• Exercise requirements
What you return must be every line below that includes the word "derive".

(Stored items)
==================================================
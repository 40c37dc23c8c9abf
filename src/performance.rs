//! Report-card aggregation over already-fetched records.
//!
//! Everything here is a pure function of its inputs. Records that point at
//! parents outside the supplied set are logged and skipped; the engine never
//! fails and never produces NaN.

use std::collections::{HashMap, HashSet};

use uuid::Uuid;

use crate::config::PerformancePolicy;
use crate::error::{InconsistentReference, RecordKind};
use crate::models::{
    AttendanceMark, AttendanceStatus, Evaluation, Grade, Journal, Lesson, Occurrence,
    PerformanceResult, ReportCard, ReportCardRow, Situation, BIMESTERS,
};
use crate::store::{JournalStore, RecordSource};

/// Borrowed record collections for one aggregation call.
#[derive(Debug, Clone, Copy, Default)]
pub struct RecordSet<'a> {
    pub lessons: &'a [Lesson],
    pub evaluations: &'a [Evaluation],
    pub grades: &'a [Grade],
    pub attendance: &'a [AttendanceMark],
}

pub fn round_to(value: f64, places: i32) -> f64 {
    let factor = 10f64.powi(places);
    (value * factor).round() / factor
}

fn mean(values: &[f64]) -> Option<f64> {
    if values.is_empty() {
        None
    } else {
        Some(values.iter().sum::<f64>() / values.len() as f64)
    }
}

/// First match wins.
pub fn situation(
    final_average: f64,
    attendance: f64,
    graded_bimesters: usize,
    policy: &PerformancePolicy,
) -> Situation {
    if graded_bimesters < policy.min_graded_bimesters && final_average == 0.0 {
        Situation::InProgress
    } else if final_average >= policy.good_average && attendance >= policy.good_attendance {
        Situation::GoodStanding
    } else if final_average < policy.attention_average || attendance < policy.attention_attendance {
        Situation::NeedsAttention
    } else {
        Situation::InProgress
    }
}

/// Grades of `student_id` keyed by evaluation. Duplicates and non-finite values are skipped.
fn grade_index(student_id: Uuid, grades: &[Grade]) -> HashMap<Uuid, f64> {
    let mut index = HashMap::new();

    for grade in grades {
        if grade.student_id != student_id {
            InconsistentReference::new(
                RecordKind::Grade,
                grade.id,
                format!("belongs to student {}", grade.student_id),
            )
            .report();
            continue;
        }
        if !grade.value.is_finite() {
            InconsistentReference::new(RecordKind::Grade, grade.id, "value is not a number")
                .report();
            continue;
        }
        if index.contains_key(&grade.evaluation_id) {
            InconsistentReference::new(
                RecordKind::Grade,
                grade.id,
                format!("second grade for evaluation {}", grade.evaluation_id),
            )
            .report();
            continue;
        }
        index.insert(grade.evaluation_id, grade.value);
    }

    index
}

#[derive(Debug, Default, Clone, Copy, PartialEq)]
struct AttendanceTally {
    total_lessons: usize,
    present: usize,
    absent: usize,
    excused: usize,
}

impl AttendanceTally {
    fn percentage(&self, policy: &PerformancePolicy) -> f64 {
        let denominator = if policy.attendance.exclude_excused_from_denominator {
            self.total_lessons - self.excused
        } else {
            self.total_lessons
        };

        if denominator == 0 {
            0.0
        } else {
            round_to(self.present as f64 / denominator as f64 * 100.0, 1)
        }
    }
}

/// One resolved status per lesson; the lowest period index decides double lessons.
fn tally_attendance(
    student_id: Uuid,
    journal: &Journal,
    lessons: &[Lesson],
    marks: &[AttendanceMark],
) -> AttendanceTally {
    let mut lesson_ids = HashSet::new();
    for lesson in lessons {
        if lesson.journal_id != journal.id {
            InconsistentReference::new(
                RecordKind::Lesson,
                lesson.id,
                format!("belongs to journal {}, not {}", lesson.journal_id, journal.id),
            )
            .report();
            continue;
        }
        lesson_ids.insert(lesson.id);
    }

    let mut resolved: HashMap<Uuid, (u8, AttendanceStatus)> = HashMap::new();
    for mark in marks {
        if mark.student_id != student_id {
            InconsistentReference::new(
                RecordKind::AttendanceMark,
                mark.id,
                format!("belongs to student {}", mark.student_id),
            )
            .report();
            continue;
        }
        // Marks for lessons of other journals are expected when fetched per student.
        if !lesson_ids.contains(&mark.lesson_id) {
            continue;
        }
        let sequence = mark.sequence.unwrap_or(0);
        resolved
            .entry(mark.lesson_id)
            .and_modify(|current| {
                if sequence < current.0 {
                    *current = (sequence, mark.status);
                }
            })
            .or_insert((sequence, mark.status));
    }

    let mut tally = AttendanceTally {
        total_lessons: lesson_ids.len(),
        ..AttendanceTally::default()
    };
    for (_, status) in resolved.values() {
        match status {
            AttendanceStatus::Present => tally.present += 1,
            AttendanceStatus::Absent => tally.absent += 1,
            AttendanceStatus::Excused => tally.excused += 1,
        }
    }
    tally
}

pub fn compute_student_journal_performance(
    student_id: Uuid,
    journal: &Journal,
    records: RecordSet<'_>,
    policy: &PerformancePolicy,
) -> PerformanceResult {
    let grades = grade_index(student_id, records.grades);

    let mut by_bimester: [Vec<f64>; BIMESTERS] = Default::default();
    let mut weighted_sum = 0.0;
    let mut weight_total = 0.0;
    let mut graded_evaluations = 0usize;

    for evaluation in records.evaluations {
        if evaluation.journal_id != journal.id {
            InconsistentReference::new(
                RecordKind::Evaluation,
                evaluation.id,
                format!(
                    "belongs to journal {}, not {}",
                    evaluation.journal_id, journal.id
                ),
            )
            .report();
            continue;
        }

        let Some(&value) = grades.get(&evaluation.id) else {
            continue;
        };
        graded_evaluations += 1;

        match usize::from(evaluation.bimester).checked_sub(1) {
            Some(slot) if slot < BIMESTERS => by_bimester[slot].push(value),
            _ => InconsistentReference::new(
                RecordKind::Evaluation,
                evaluation.id,
                format!("bimester {} outside 1..=4", evaluation.bimester),
            )
            .report(),
        }

        if evaluation.weight.is_finite() && evaluation.weight > 0.0 {
            weighted_sum += value * evaluation.weight;
            weight_total += evaluation.weight;
        }
    }

    let bimester_averages: [Option<f64>; BIMESTERS] =
        std::array::from_fn(|slot| mean(&by_bimester[slot]).map(|avg| round_to(avg, 1)));
    let graded_bimesters = bimester_averages.iter().filter(|avg| avg.is_some()).count();

    let final_average = if weight_total > 0.0 {
        round_to(weighted_sum / weight_total, 2)
    } else {
        0.0
    };

    let tally = tally_attendance(student_id, journal, records.lessons, records.attendance);
    let attendance = tally.percentage(policy);

    let result = PerformanceResult {
        student_id,
        journal_id: journal.id,
        bimester_averages,
        final_average,
        attendance,
        situation: situation(final_average, attendance, graded_bimesters, policy),
        total_lessons: tally.total_lessons,
        present_count: tally.present,
        absent_count: tally.absent,
        excused_count: tally.excused,
        graded_evaluations,
        graded_bimesters,
    };

    tracing::debug!(
        student_id = %student_id,
        journal_id = %journal.id,
        final_average = result.final_average,
        attendance = result.attendance,
        situation = %result.situation,
        "journal performance computed"
    );

    result
}

fn group_by_journal<'a, T, F>(
    items: &'a [T],
    journal_ids: &HashSet<Uuid>,
    kind: RecordKind,
    ids: F,
) -> HashMap<Uuid, Vec<T>>
where
    T: Clone,
    F: Fn(&'a T) -> (Uuid, Uuid),
{
    let mut grouped: HashMap<Uuid, Vec<T>> = HashMap::new();
    for item in items {
        let (record_id, journal_id) = ids(item);
        if journal_ids.contains(&journal_id) {
            grouped.entry(journal_id).or_default().push(item.clone());
        } else {
            InconsistentReference::new(kind, record_id, format!("journal {journal_id} not found"))
                .report();
        }
    }
    grouped
}

/// Builds the multi-subject boletim from records spanning every journal the
/// student is enrolled in.
pub fn compute_student_report_card(
    student_id: Uuid,
    journals: &[Journal],
    records: RecordSet<'_>,
    occurrences: &[Occurrence],
    policy: &PerformancePolicy,
) -> ReportCard {
    let journal_ids: HashSet<Uuid> = journals.iter().map(|j| j.id).collect();
    let lessons = group_by_journal(records.lessons, &journal_ids, RecordKind::Lesson, |l| {
        (l.id, l.journal_id)
    });
    let evaluations = group_by_journal(
        records.evaluations,
        &journal_ids,
        RecordKind::Evaluation,
        |e| (e.id, e.journal_id),
    );

    let known_evaluations: HashSet<Uuid> = evaluations.values().flatten().map(|e| e.id).collect();
    let grades: Vec<Grade> = records
        .grades
        .iter()
        .filter(|grade| {
            let known = known_evaluations.contains(&grade.evaluation_id);
            if !known {
                InconsistentReference::new(
                    RecordKind::Grade,
                    grade.id,
                    format!("evaluation {} not found", grade.evaluation_id),
                )
                .report();
            }
            known
        })
        .cloned()
        .collect();

    let known_lessons: HashSet<Uuid> = lessons.values().flatten().map(|l| l.id).collect();
    let attendance: Vec<AttendanceMark> = records
        .attendance
        .iter()
        .filter(|mark| {
            let known = known_lessons.contains(&mark.lesson_id);
            if !known {
                InconsistentReference::new(
                    RecordKind::AttendanceMark,
                    mark.id,
                    format!("lesson {} not found", mark.lesson_id),
                )
                .report();
            }
            known
        })
        .cloned()
        .collect();

    let mut ordered: Vec<&Journal> = journals.iter().collect();
    ordered.sort_by(|a, b| {
        a.subject_name
            .cmp(&b.subject_name)
            .then(a.bimester.cmp(&b.bimester))
            .then(a.id.cmp(&b.id))
    });

    let rows: Vec<ReportCardRow> = ordered
        .into_iter()
        .map(|journal| {
            let journal_records = RecordSet {
                lessons: lessons.get(&journal.id).map(Vec::as_slice).unwrap_or_default(),
                evaluations: evaluations
                    .get(&journal.id)
                    .map(Vec::as_slice)
                    .unwrap_or_default(),
                grades: &grades,
                attendance: &attendance,
            };
            ReportCardRow {
                journal_id: journal.id,
                subject_name: journal.subject_name.clone(),
                bimester: journal.bimester,
                performance: compute_student_journal_performance(
                    student_id,
                    journal,
                    journal_records,
                    policy,
                ),
            }
        })
        .collect();

    let contributing: Vec<&ReportCardRow> = rows
        .iter()
        .filter(|row| row.performance.has_grades() && row.performance.final_average != 0.0)
        .collect();
    let averages: Vec<f64> = contributing
        .iter()
        .map(|row| row.performance.final_average)
        .collect();
    let attendances: Vec<f64> = contributing
        .iter()
        .map(|row| row.performance.attendance)
        .collect();

    let occurrence_count = occurrences
        .iter()
        .filter(|o| o.student_id == student_id)
        .count();

    ReportCard {
        student_id,
        student_name: None,
        overall_average: mean(&averages).map_or(0.0, |avg| round_to(avg, 2)),
        overall_attendance: mean(&attendances).map_or(0.0, |avg| round_to(avg, 1)),
        contributing_journals: contributing.len(),
        occurrence_count,
        rows,
    }
}

/// Fetches one journal's records and computes the student's figures for it.
pub async fn load_journal_performance<S>(
    source: &S,
    student_id: Uuid,
    journal_id: Uuid,
    policy: &PerformancePolicy,
) -> anyhow::Result<Option<PerformanceResult>>
where
    S: JournalStore + RecordSource,
{
    let Some(journal) = source.fetch_journal(journal_id).await? else {
        return Ok(None);
    };
    let lessons = source.fetch_lessons_by_journal(journal_id).await?;
    let evaluations = source.fetch_evaluations_by_journal(journal_id).await?;
    let grades = source.fetch_grades_by_student(student_id).await?;
    let attendance = source.fetch_attendance_by_student(student_id).await?;

    let records = RecordSet {
        lessons: &lessons,
        evaluations: &evaluations,
        grades: &grades,
        attendance: &attendance,
    };
    Ok(Some(compute_student_journal_performance(
        student_id, &journal, records, policy,
    )))
}

/// Fetches everything the student's boletim needs and builds it.
pub async fn load_report_card<S: RecordSource>(
    source: &S,
    student_id: Uuid,
    policy: &PerformancePolicy,
) -> anyhow::Result<ReportCard> {
    let student = source.fetch_student(student_id).await?;
    let journals = source.fetch_journals_by_student_enrollment(student_id).await?;

    let mut lessons = Vec::new();
    let mut evaluations = Vec::new();
    for journal in &journals {
        lessons.extend(source.fetch_lessons_by_journal(journal.id).await?);
        evaluations.extend(source.fetch_evaluations_by_journal(journal.id).await?);
    }
    let grades = source.fetch_grades_by_student(student_id).await?;
    let attendance = source.fetch_attendance_by_student(student_id).await?;
    let occurrences = source.fetch_occurrences_by_student(student_id).await?;

    let records = RecordSet {
        lessons: &lessons,
        evaluations: &evaluations,
        grades: &grades,
        attendance: &attendance,
    };
    let mut card =
        compute_student_report_card(student_id, &journals, records, &occurrences, policy);
    card.student_name = student.map(|s| s.full_name);
    Ok(card)
}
==================================================
• Answer to the exercise
#[derive(Debug, Clone, Copy, Default)]
#[derive(Debug, Default, Clone, Copy, PartialEq)]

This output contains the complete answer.